• _Provided data_:
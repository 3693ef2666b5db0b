// SPDX-License-Identifier: AGPL-3.0-only
// Copyright (C) 2026 Alex Sizykh

use std::sync::Arc;

use crate::app::build_gate::BuildGate;
use crate::app::dispatch::Dispatcher;
use crate::app::monitor::JobMonitor;
use crate::app::ports::{
    ClockPort, ContainerSpecPort, EventBusPort, JobStorePort, RemoteExecPort, SchedulerPort,
    SimulationStorePort, SimulatorStorePort, TelemetryPort, WorkerEventStorePort,
};
use crate::app::services::layout::RemoteLayout;
use crate::app::settings::{MonitorSettings, SchedulerSettings};
use crate::app::types::{AllowList, SshConfig};

/// Collaborators handed to [`AppContext::build`].
pub struct ContextParts {
    pub jobs: Arc<dyn JobStorePort>,
    pub simulators: Arc<dyn SimulatorStorePort>,
    pub simulations: Arc<dyn SimulationStorePort>,
    pub worker_events: Arc<dyn WorkerEventStorePort>,
    pub remote: Arc<dyn RemoteExecPort>,
    pub scheduler: Arc<dyn SchedulerPort>,
    pub bus: Arc<dyn EventBusPort>,
    pub specs: Arc<dyn ContainerSpecPort>,
    pub clock: Arc<dyn ClockPort>,
    pub telemetry: Arc<dyn TelemetryPort>,
    pub ssh: SshConfig,
    pub scheduler_settings: SchedulerSettings,
    pub monitor_settings: MonitorSettings,
    pub allow_list: AllowList,
}

/// Process-wide services, built once at startup and passed down explicitly.
pub struct AppContext {
    pub jobs: Arc<dyn JobStorePort>,
    pub simulators: Arc<dyn SimulatorStorePort>,
    pub simulations: Arc<dyn SimulationStorePort>,
    pub worker_events: Arc<dyn WorkerEventStorePort>,
    pub remote: Arc<dyn RemoteExecPort>,
    pub bus: Arc<dyn EventBusPort>,
    pub monitor: Arc<JobMonitor>,
    pub dispatcher: Arc<Dispatcher>,
    pub ssh: SshConfig,
    pub layout: RemoteLayout,
}

impl AppContext {
    pub fn build(parts: ContextParts) -> Self {
        let monitor = Arc::new(JobMonitor::new(
            parts.jobs.clone(),
            parts.worker_events.clone(),
            parts.scheduler.clone(),
            parts.bus.clone(),
            parts.clock.clone(),
            parts.monitor_settings,
        ));
        let gate = BuildGate::new(
            parts.simulators.clone(),
            parts.jobs.clone(),
            parts.scheduler.clone(),
            monitor.clone(),
            parts.clock.clone(),
            parts.telemetry.clone(),
            parts.scheduler_settings.clone(),
        );
        let layout = RemoteLayout::new(&parts.scheduler_settings);
        let dispatcher = Arc::new(Dispatcher::new(
            parts.specs,
            parts.allow_list,
            gate,
            parts.simulations.clone(),
            parts.jobs.clone(),
            parts.scheduler,
            monitor.clone(),
            parts.clock,
            parts.telemetry,
            parts.scheduler_settings,
        ));
        Self {
            jobs: parts.jobs,
            simulators: parts.simulators,
            simulations: parts.simulations,
            worker_events: parts.worker_events,
            remote: parts.remote,
            bus: parts.bus,
            monitor,
            dispatcher,
            ssh: parts.ssh,
            layout,
        }
    }
}
// SPDX-License-Identifier: AGPL-3.0-only
// Copyright (C) 2026 Alex Sizykh

use async_trait::async_trait;

use crate::app::errors::AppResult;
use crate::app::types::{NewSimulation, SimulationRecord};

#[async_trait]
pub trait SimulationStorePort: Send + Sync {
    async fn insert_simulation(&self, simulation: &NewSimulation) -> AppResult<SimulationRecord>;
    async fn get_simulation(&self, id: i64) -> AppResult<Option<SimulationRecord>>;
    /// Sets the back-reference once; returns false if it was already set.
    async fn set_simulation_external_job_id(&self, id: i64, external_job_id: i64)
    -> AppResult<bool>;
}
// SPDX-License-Identifier: AGPL-3.0-only
// Copyright (C) 2026 Alex Sizykh

use crate::app::ports::ClockPort;
use time::OffsetDateTime;

#[derive(Clone, Default)]
pub struct SystemClock;

impl SystemClock {
    pub fn new() -> Self {
        Self
    }
}

impl ClockPort for SystemClock {
    fn now_utc(&self) -> OffsetDateTime {
        OffsetDateTime::now_utc()
    }
}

• _What is needed_: Your answer must be a single number: the count of lines in the records that include "NewSimulation".

• _Solution for this exercise_: 2